Presidente esquerdista do México também rejeita ações dos EUA contra traficantes

Redação 011
2 Min
Presidente esquerdista do México também rejeita ações dos EUA contra traficantes
foto: reprodução/ youtube Gobierno de México

A presidente do México, Claudia Sheinbaum, reforçou nesta terça-feira (2) que não aceitará intervenção dos Estados Unidos no combate aos cartéis de droga em território mexicano. A posição da líder esquerdista ecoa a postura de Lula no Brasil, que também se opõe às medidas do governo Trump contra facções criminosas transnacionais. O embaixador norte-americano na Cidade do México, Ronald Johnson, havia solicitado no dia anterior que o combate ao narcotráfico não fosse politizado, destacando que transformar o tema em disputa política seria “uma oportunidade perdida”.

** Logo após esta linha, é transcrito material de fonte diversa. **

use chrono::{DateTime, Utc};
use serde::de::DeserializeOwned;
use serde::{Deserialize, Serialize};
use std::collections::BTreeMap;
use std::fmt;

/// Identity of a namespaced object.
#[derive(Debug, Clone, PartialEq, Eq, Hash, PartialOrd, Ord, Serialize, Deserialize)]
pub struct ObjectKey {
    pub namespace: String,
    pub name: String,
}

impl ObjectKey {
    pub fn new(namespace: impl Into<String>, name: impl Into<String>) -> Self {
        Self {
            namespace: namespace.into(),
            name: name.into(),
        }
    }
}

impl fmt::Display for ObjectKey {
    fn fmt(&self, f: &mut fmt::Formatter<'_>) -> fmt::Result {
        write!(f, "{}/{}", self.namespace, self.name)
    }
}

/// Back-reference from a generated object to the object that owns it.
/// The garbage collector deletes dependents whose controlling owner is gone.
#[derive(Debug, Clone, PartialEq, Eq, Serialize, Deserialize)]
pub struct OwnerReference {
    pub api_version: String,
    pub kind: String,
    pub name: String,
    pub uid: String,
    #[serde(default)]
    pub controller: bool,
}

/// Metadata common to every stored object.
#[derive(Debug, Clone, PartialEq, Serialize, Deserialize)]
pub struct ObjectMeta {
    pub name: String,
    pub namespace: String,
    /// Assigned by the store on create.
    #[serde(default)]
    pub uid: String,
    /// Optimistic-concurrency token; bumped by the store on every write.
    #[serde(default)]
    pub resource_version: u64,
    #[serde(default)]
    pub labels: BTreeMap<String, String>,
    #[serde(default)]
    pub annotations: BTreeMap<String, String>,
    #[serde(default)]
    pub owner_references: Vec<OwnerReference>,
    #[serde(default = "Utc::now")]
    pub created_at: DateTime<Utc>,
}

impl ObjectMeta {
    /// Fresh metadata for an object that has not been stored yet.
    pub fn new(namespace: impl Into<String>, name: impl Into<String>) -> Self {
        Self {
            name: name.into(),
            namespace: namespace.into(),
            uid: String::new(),
            resource_version: 0,
            labels: BTreeMap::new(),
            annotations: BTreeMap::new(),
            owner_references: Vec::new(),
            created_at: Utc::now(),
        }
    }

    pub fn key(&self) -> ObjectKey {
        ObjectKey::new(&self.namespace, &self.name)
    }

    /// The owner reference flagged as controller, if any.
    pub fn controller_owner(&self) -> Option<&OwnerReference> {
        self.owner_references.iter().find(|o| o.controller)
    }
}

/// A kind that can be kept in the registry.
pub trait Resource: Serialize + DeserializeOwned + Clone + Send + Sync + 'static {
    const KIND: &'static str;
    /// Path segment under `/registry/`.
    const PLURAL: &'static str;

    fn metadata(&self) -> &ObjectMeta;
    fn metadata_mut(&mut self) -> &mut ObjectMeta;

    /// Hook run by the store before the first write of a new object.
    fn on_create(&mut self) {}

    fn key(&self) -> ObjectKey {
        self.metadata().key()
    }
}
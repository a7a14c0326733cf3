//! Service network constants.

/// Prefix of the /24 cluster addresses are allocated from.
pub const CLUSTER_IP_PREFIX: &str = "10.43.0";

/// Lowest host octet handed out (.0 is the network, .1 the gateway).
pub const CLUSTER_IP_FIRST_HOST: u8 = 2;

/// Number of host octets available for allocation.
pub const CLUSTER_IP_POOL_SIZE: u8 = 250;
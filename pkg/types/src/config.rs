use serde::{Deserialize, Serialize};

/// Log output format.
#[derive(Debug, Clone, Copy, Default, PartialEq, Eq, Serialize, Deserialize)]
#[serde(rename_all = "lowercase")]
pub enum LogFormat {
    #[default]
    Text,
    Json,
}

/// Controller configuration file (YAML).
///
/// Example `config.yaml`:
/// ```yaml
/// data-dir: /var/lib/appservice-controller
/// resync-interval-secs: 30
/// reconcile-timeout-secs: 10
/// backoff-base-ms: 200
/// backoff-max-secs: 60
/// log-level: info
/// log-format: json
/// ```
#[derive(Debug, Clone, Default, Serialize, Deserialize)]
pub struct ControllerConfigFile {
    #[serde(default, alias = "data-dir")]
    pub data_dir: Option<String>,
    /// Keep state in memory only; nothing survives a restart.
    #[serde(default, alias = "in-memory")]
    pub in_memory: Option<bool>,
    #[serde(default, alias = "resync-interval-secs")]
    pub resync_interval_secs: Option<u64>,
    #[serde(default, alias = "reconcile-timeout-secs")]
    pub reconcile_timeout_secs: Option<u64>,
    #[serde(default, alias = "backoff-base-ms")]
    pub backoff_base_ms: Option<u64>,
    #[serde(default, alias = "backoff-max-secs")]
    pub backoff_max_secs: Option<u64>,
    #[serde(default, alias = "log-level")]
    pub log_level: Option<String>,
    #[serde(default, alias = "log-format")]
    pub log_format: Option<LogFormat>,
}

/// Load a YAML config file, returning the default if the file doesn't exist.
pub fn load_config_file<T: serde::de::DeserializeOwned + Default>(path: &str) -> anyhow::Result<T> {
    let content = match std::fs::read_to_string(path) {
        Ok(c) => c,
        Err(e) if e.kind() == std::io::ErrorKind::NotFound => {
            return Ok(T::default());
        }
        Err(e) => return Err(e.into()),
    };
    let config: T = serde_yaml::from_str(&content)?;
    Ok(config)
}

#[cfg(test)]
mod tests {
    use super::*;

    #[test]
    fn missing_file_yields_defaults() {
        let cfg: ControllerConfigFile =
            load_config_file("/nonexistent/appservice-controller.yaml").unwrap();
        assert!(cfg.data_dir.is_none());
        assert!(cfg.log_format.is_none());
    }

    #[test]
    fn parses_kebab_case_keys() {
        let yaml = r#"
data-dir: /var/lib/asc
resync-interval-secs: 5
backoff-base-ms: 50
log-format: json
in-memory: true
"#;
        let cfg: ControllerConfigFile = serde_yaml::from_str(yaml).unwrap();
        assert_eq!(cfg.data_dir.as_deref(), Some("/var/lib/asc"));
        assert_eq!(cfg.resync_interval_secs, Some(5));
        assert_eq!(cfg.backoff_base_ms, Some(50));
        assert_eq!(cfg.log_format, Some(LogFormat::Json));
        assert_eq!(cfg.in_memory, Some(true));
    }
}
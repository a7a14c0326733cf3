//! Resource data model shared by the store and the controllers.

pub mod appservice;
pub mod config;
pub mod deployment;
pub mod meta;
pub mod pod;
pub mod service;
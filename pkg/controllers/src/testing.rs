//! Store wrapper for tests: counts writes per kind and injects one-shot faults.

use async_trait::async_trait;
use pkg_state::{ObjectStore, Registry, StoreError};
use pkg_types::meta::Resource;
use std::collections::HashMap;
use std::sync::Mutex;

#[derive(Debug, Clone, Copy, PartialEq, Eq)]
pub enum Op {
    Create,
    Update,
}

#[derive(Debug, Clone, Copy)]
pub enum Fault {
    Conflict,
    Unavailable,
    /// Another writer creates the object first; the caller sees AlreadyExists.
    CreatedConcurrently,
}

pub struct FaultyStore {
    inner: Registry,
    faults: Mutex<Vec<(&'static str, Op, Fault)>>,
    writes: Mutex<HashMap<&'static str, usize>>,
}

impl FaultyStore {
    pub async fn new() -> Self {
        Self {
            inner: Registry::in_memory().await.unwrap(),
            faults: Mutex::new(Vec::new()),
            writes: Mutex::new(HashMap::new()),
        }
    }

    pub fn registry(&self) -> &Registry {
        &self.inner
    }

    /// Fail the next `op` on `R` with `fault`.
    pub fn fail_next<R: Resource>(&self, op: Op, fault: Fault) {
        self.faults.lock().unwrap().push((R::KIND, op, fault));
    }

    /// Successful creates and updates of `R` so far.
    pub fn writes<R: Resource>(&self) -> usize {
        self.writes
            .lock()
            .unwrap()
            .get(R::KIND)
            .copied()
            .unwrap_or(0)
    }

    fn take_fault(&self, kind: &'static str, op: Op) -> Option<Fault> {
        let mut faults = self.faults.lock().unwrap();
        let idx = faults.iter().position(|(k, o, _)| *k == kind && *o == op)?;
        Some(faults.remove(idx).2)
    }

    fn count(&self, kind: &'static str) {
        *self.writes.lock().unwrap().entry(kind).or_default() += 1;
    }

    fn injected<R: Resource>(fault: Fault, object: &R) -> StoreError {
        match fault {
            Fault::Conflict => StoreError::VersionConflict {
                kind: R::KIND,
                key: object.key(),
                expected: object.metadata().resource_version,
                actual: object.metadata().resource_version + 1,
            },
            Fault::Unavailable => StoreError::unavailable("injected outage"),
            Fault::CreatedConcurrently => StoreError::AlreadyExists {
                kind: R::KIND,
                key: object.key(),
            },
        }
    }
}

#[async_trait]
impl ObjectStore for FaultyStore {
    async fn get<R: Resource>(
        &self,
        namespace: &str,
        name: &str,
    ) -> Result<Option<R>, StoreError> {
        self.inner.get(namespace, name).await
    }

    async fn create<R: Resource>(&self, object: &R) -> Result<R, StoreError> {
        if let Some(fault) = self.take_fault(R::KIND, Op::Create) {
            if let Fault::CreatedConcurrently = fault {
                self.inner.create(object).await?;
            }
            return Err(Self::injected(fault, object));
        }
        let stored = self.inner.create(object).await?;
        self.count(R::KIND);
        Ok(stored)
    }

    async fn update<R: Resource>(&self, object: &R) -> Result<R, StoreError> {
        if let Some(fault) = self.take_fault(R::KIND, Op::Update) {
            return Err(Self::injected(fault, object));
        }
        let stored = self.inner.update(object).await?;
        self.count(R::KIND);
        Ok(stored)
    }
}
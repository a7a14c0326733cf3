use pkg_constants::network::{CLUSTER_IP_FIRST_HOST, CLUSTER_IP_POOL_SIZE, CLUSTER_IP_PREFIX};
use pkg_constants::state::SERVICES;
use serde::{Deserialize, Serialize};
use std::collections::BTreeMap;
use uuid::Uuid;

use crate::meta::{ObjectMeta, Resource};
use crate::pod::Protocol;

#[derive(Debug, Clone, Copy, Default, PartialEq, Eq, Serialize, Deserialize)]
pub enum ServiceType {
    #[default]
    ClusterIP,
    NodePort,
    LoadBalancer,
}

impl std::fmt::Display for ServiceType {
    fn fmt(&self, f: &mut std::fmt::Formatter<'_>) -> std::fmt::Result {
        match self {
            ServiceType::ClusterIP => write!(f, "ClusterIP"),
            ServiceType::NodePort => write!(f, "NodePort"),
            ServiceType::LoadBalancer => write!(f, "LoadBalancer"),
        }
    }
}

#[derive(Debug, Clone, PartialEq, Eq, Serialize, Deserialize)]
pub struct ServicePort {
    #[serde(default)]
    pub name: String,
    #[serde(default)]
    pub protocol: Protocol,
    pub port: u16,
    pub target_port: u16,
    #[serde(default)]
    pub node_port: Option<u16>,
}

#[derive(Debug, Clone, Default, PartialEq, Eq, Serialize, Deserialize)]
pub struct ServiceSpec {
    #[serde(default)]
    pub service_type: ServiceType,
    /// Allocated by the store on create; never chosen by a controller.
    #[serde(default)]
    pub cluster_ip: Option<String>,
    pub ports: Vec<ServicePort>,
    #[serde(default)]
    pub selector: BTreeMap<String, String>,
}

/// Endpoint child: a stable address load-balancing onto selected pods.
#[derive(Debug, Clone, PartialEq, Serialize, Deserialize)]
pub struct Service {
    pub metadata: ObjectMeta,
    pub spec: ServiceSpec,
}

impl Resource for Service {
    const KIND: &'static str = "Service";
    const PLURAL: &'static str = SERVICES;

    fn metadata(&self) -> &ObjectMeta {
        &self.metadata
    }

    fn metadata_mut(&mut self) -> &mut ObjectMeta {
        &mut self.metadata
    }

    fn on_create(&mut self) {
        if self.spec.cluster_ip.is_none() {
            self.spec.cluster_ip = Some(allocate_cluster_ip());
        }
    }
}

/// Pick a cluster address from the service range.
fn allocate_cluster_ip() -> String {
    let host = (Uuid::new_v4().as_bytes()[0] % CLUSTER_IP_POOL_SIZE) + CLUSTER_IP_FIRST_HOST;
    format!("{}.{}", CLUSTER_IP_PREFIX, host)
}
use pkg_constants::state::EVENT_LOG_CAPACITY;
use slatedb::Db;
use slatedb::object_store::ObjectStore as BlobStore;
use slatedb::object_store::local::LocalFileSystem;
use slatedb::object_store::memory::InMemory;
use slatedb::object_store::path::Path;
use std::sync::Arc;
use tracing::info;

use crate::watch::{EventLog, EventType};

/// Persistent state store backed by SlateDB.
/// Every mutation is also recorded in the `event_log` so watchers see it.
#[derive(Clone)]
pub struct StateStore {
    db: Db,
    pub event_log: EventLog,
}

impl StateStore {
    /// Open (or create) a state store rooted at `path` on the local filesystem.
    pub async fn new(path: &str) -> anyhow::Result<Self> {
        info!("Opening SlateDB state store at {}", path);

        // Ensure the data directory exists before opening the object store
        std::fs::create_dir_all(path)
            .map_err(|e| anyhow::anyhow!("Failed to create data directory {}: {}", path, e))?;

        let object_store = Arc::new(
            LocalFileSystem::new_with_prefix(path)
                .map_err(|e| anyhow::anyhow!("Failed to create local object store: {}", e))?,
        );
        Self::open(object_store).await
    }

    /// Open a state store whose data lives only in process memory.
    pub async fn in_memory() -> anyhow::Result<Self> {
        info!("Opening in-memory SlateDB state store");
        Self::open(Arc::new(InMemory::new())).await
    }

    async fn open(object_store: Arc<dyn BlobStore>) -> anyhow::Result<Self> {
        let db = Db::open(Path::from("/"), object_store)
            .await
            .map_err(|e| anyhow::anyhow!("Failed to open SlateDB: {}", e))?;
        Ok(Self {
            db,
            event_log: EventLog::new(EVENT_LOG_CAPACITY),
        })
    }

    /// Store a value under the given key.
    pub async fn put(&self, key: &str, value: &[u8]) -> anyhow::Result<()> {
        self.db
            .put(key.as_bytes(), value)
            .await
            .map_err(|e| anyhow::anyhow!("SlateDB put failed: {}", e))?;
        self.event_log
            .emit(EventType::Put, key.to_string(), Some(value.to_vec()))
            .await;
        Ok(())
    }

    /// Retrieve the value for a key, or `None` if it does not exist.
    pub async fn get(&self, key: &str) -> anyhow::Result<Option<Vec<u8>>> {
        match self.db.get(key.as_bytes()).await {
            Ok(Some(bytes)) => Ok(Some(bytes.to_vec())),
            Ok(None) => Ok(None),
            Err(e) => Err(anyhow::anyhow!("SlateDB get failed: {}", e)),
        }
    }

    /// Delete a key from the store.
    pub async fn delete(&self, key: &str) -> anyhow::Result<()> {
        self.db
            .delete(key.as_bytes())
            .await
            .map_err(|e| anyhow::anyhow!("SlateDB delete failed: {}", e))?;
        self.event_log
            .emit(EventType::Delete, key.to_string(), None)
            .await;
        Ok(())
    }

    /// List all key-value pairs whose keys start with `prefix`.
    /// Returns them as `(key_string, raw_bytes)`.
    pub async fn list_prefix(&self, prefix: &str) -> anyhow::Result<Vec<(String, Vec<u8>)>> {
        let mut results = Vec::new();
        let mut iter = self
            .db
            .scan_prefix(prefix.as_bytes())
            .await
            .map_err(|e| anyhow::anyhow!("SlateDB scan_prefix failed: {}", e))?;

        while let Ok(Some(kv)) = iter.next().await {
            let key = String::from_utf8_lossy(&kv.key).to_string();
            results.push((key, kv.value.to_vec()));
        }
        Ok(results)
    }

    /// Gracefully close the state store.
    pub async fn close(self) -> anyhow::Result<()> {
        info!("Closing SlateDB state store");
        self.db
            .close()
            .await
            .map_err(|e| anyhow::anyhow!("SlateDB close failed: {}", e))
    }
}

#[cfg(test)]
mod tests {
    use super::*;

    #[tokio::test]
    async fn test_put_get_delete() {
        let store = StateStore::in_memory().await.unwrap();
        store.put("/registry/x/default/a", b"one").await.unwrap();
        assert_eq!(
            store.get("/registry/x/default/a").await.unwrap(),
            Some(b"one".to_vec())
        );

        store.delete("/registry/x/default/a").await.unwrap();
        assert!(store.get("/registry/x/default/a").await.unwrap().is_none());
    }

    #[tokio::test]
    async fn test_list_prefix_filters() {
        let store = StateStore::in_memory().await.unwrap();
        store.put("/registry/x/default/a", b"1").await.unwrap();
        store.put("/registry/x/default/b", b"2").await.unwrap();
        store.put("/registry/y/default/a", b"3").await.unwrap();

        let entries = store.list_prefix("/registry/x/").await.unwrap();
        let keys: Vec<&str> = entries.iter().map(|(k, _)| k.as_str()).collect();
        assert_eq!(keys, vec!["/registry/x/default/a", "/registry/x/default/b"]);
    }

    #[tokio::test]
    async fn test_mutations_are_logged() {
        let store = StateStore::in_memory().await.unwrap();
        store.put("/registry/x/default/a", b"1").await.unwrap();
        store.delete("/registry/x/default/a").await.unwrap();

        let events = store.event_log.events_since(0).await;
        assert_eq!(events.len(), 2);
        assert!(matches!(events[0].event_type, EventType::Put));
        assert!(matches!(events[1].event_type, EventType::Delete));
        assert!(events[1].value.is_none());
    }
}
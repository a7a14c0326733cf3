use serde::{Deserialize, Serialize};
use std::collections::VecDeque;
use std::sync::Arc;
use tokio::sync::RwLock;
use tokio::sync::broadcast;

use pkg_constants::state::EVENT_CHANNEL_CAPACITY;

/// Type of event in the watch stream.
#[derive(Debug, Clone, Serialize, Deserialize)]
pub enum EventType {
    Put,
    Delete,
}

/// A single watch event representing a state change.
#[derive(Debug, Clone, Serialize, Deserialize)]
pub struct WatchEvent {
    pub seq: u64,
    pub event_type: EventType,
    pub key: String,
    #[serde(default)]
    pub value: Option<Vec<u8>>,
}

/// In-memory event log that tracks all state mutations with monotonic sequence numbers.
/// Delivery is at-least-once from the subscriber's point of view: a lagging
/// receiver loses events and must fall back to a full resync.
#[derive(Clone)]
pub struct EventLog {
    inner: Arc<RwLock<EventLogInner>>,
    sender: broadcast::Sender<WatchEvent>,
}

struct EventLogInner {
    seq: u64,
    /// Ring buffer of recent events (capped)
    events: VecDeque<WatchEvent>,
    max_events: usize,
}

impl EventLog {
    /// Create a new event log with the given capacity for recent events.
    pub fn new(max_events: usize) -> Self {
        let (sender, _) = broadcast::channel(EVENT_CHANNEL_CAPACITY);
        Self {
            inner: Arc::new(RwLock::new(EventLogInner {
                seq: 0,
                events: VecDeque::with_capacity(max_events),
                max_events,
            })),
            sender,
        }
    }

    /// Record a new event. Called internally by StateStore on put/delete.
    pub async fn emit(&self, event_type: EventType, key: String, value: Option<Vec<u8>>) {
        let mut inner = self.inner.write().await;
        inner.seq += 1;
        let event = WatchEvent {
            seq: inner.seq,
            event_type,
            key,
            value,
        };
        if inner.events.len() >= inner.max_events {
            inner.events.pop_front();
        }
        inner.events.push_back(event.clone());
        // No receivers is fine
        let _ = self.sender.send(event);
    }

    /// Get the current sequence number.
    pub async fn current_seq(&self) -> u64 {
        self.inner.read().await.seq
    }

    /// Get all retained events since the given sequence number.
    pub async fn events_since(&self, from_seq: u64) -> Vec<WatchEvent> {
        let inner = self.inner.read().await;
        inner
            .events
            .iter()
            .filter(|e| e.seq > from_seq)
            .cloned()
            .collect()
    }

    /// Subscribe to receive new events as they are emitted.
    pub fn subscribe(&self) -> broadcast::Receiver<WatchEvent> {
        self.sender.subscribe()
    }
}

Sheinbaum afirmou em sua coletiva diária que há espaço para colaboração entre os dois países em questões de segurança, mas insistiu que os representantes estrangeiros devem respeitar os assuntos internos do México. A resposta veio após Johnson defender em sua conta oficial que “a luta contra os cartéis deve unir-nos, não dividir-nos”, ressaltando que cidadãos de ambos os lados da fronteira merecem viver livres da intimidação e da corrupção. A presidente mexicana, no entanto, acusou os Estados Unidos de buscar “ingerência” ao apresentar acusações contra dez autoridades e ex-autoridades de Sinaloa, incluindo o governador Rubén Rocha Moya, que nega envolvimento com o cartel.

A postura de Sheinbaum chama atenção por repetir o discurso de Lula, que recentemente atacou o governo Trump ao rejeitar a classificação das facções brasileiras PCC e CV como organizações terroristas. Apesar da resistência do Governo Federal, os Estados Unidos mantiveram a decisão, apontando que os grupos controlam áreas urbanas e expandem suas atividades além das fronteiras brasileiras. A convergência entre México e Brasil evidencia a dificuldade de governos de esquerda em aceitar medidas de pressão externas voltadas ao enfrentamento do crime organizado, mesmo diante da crescente violência ligada às facções.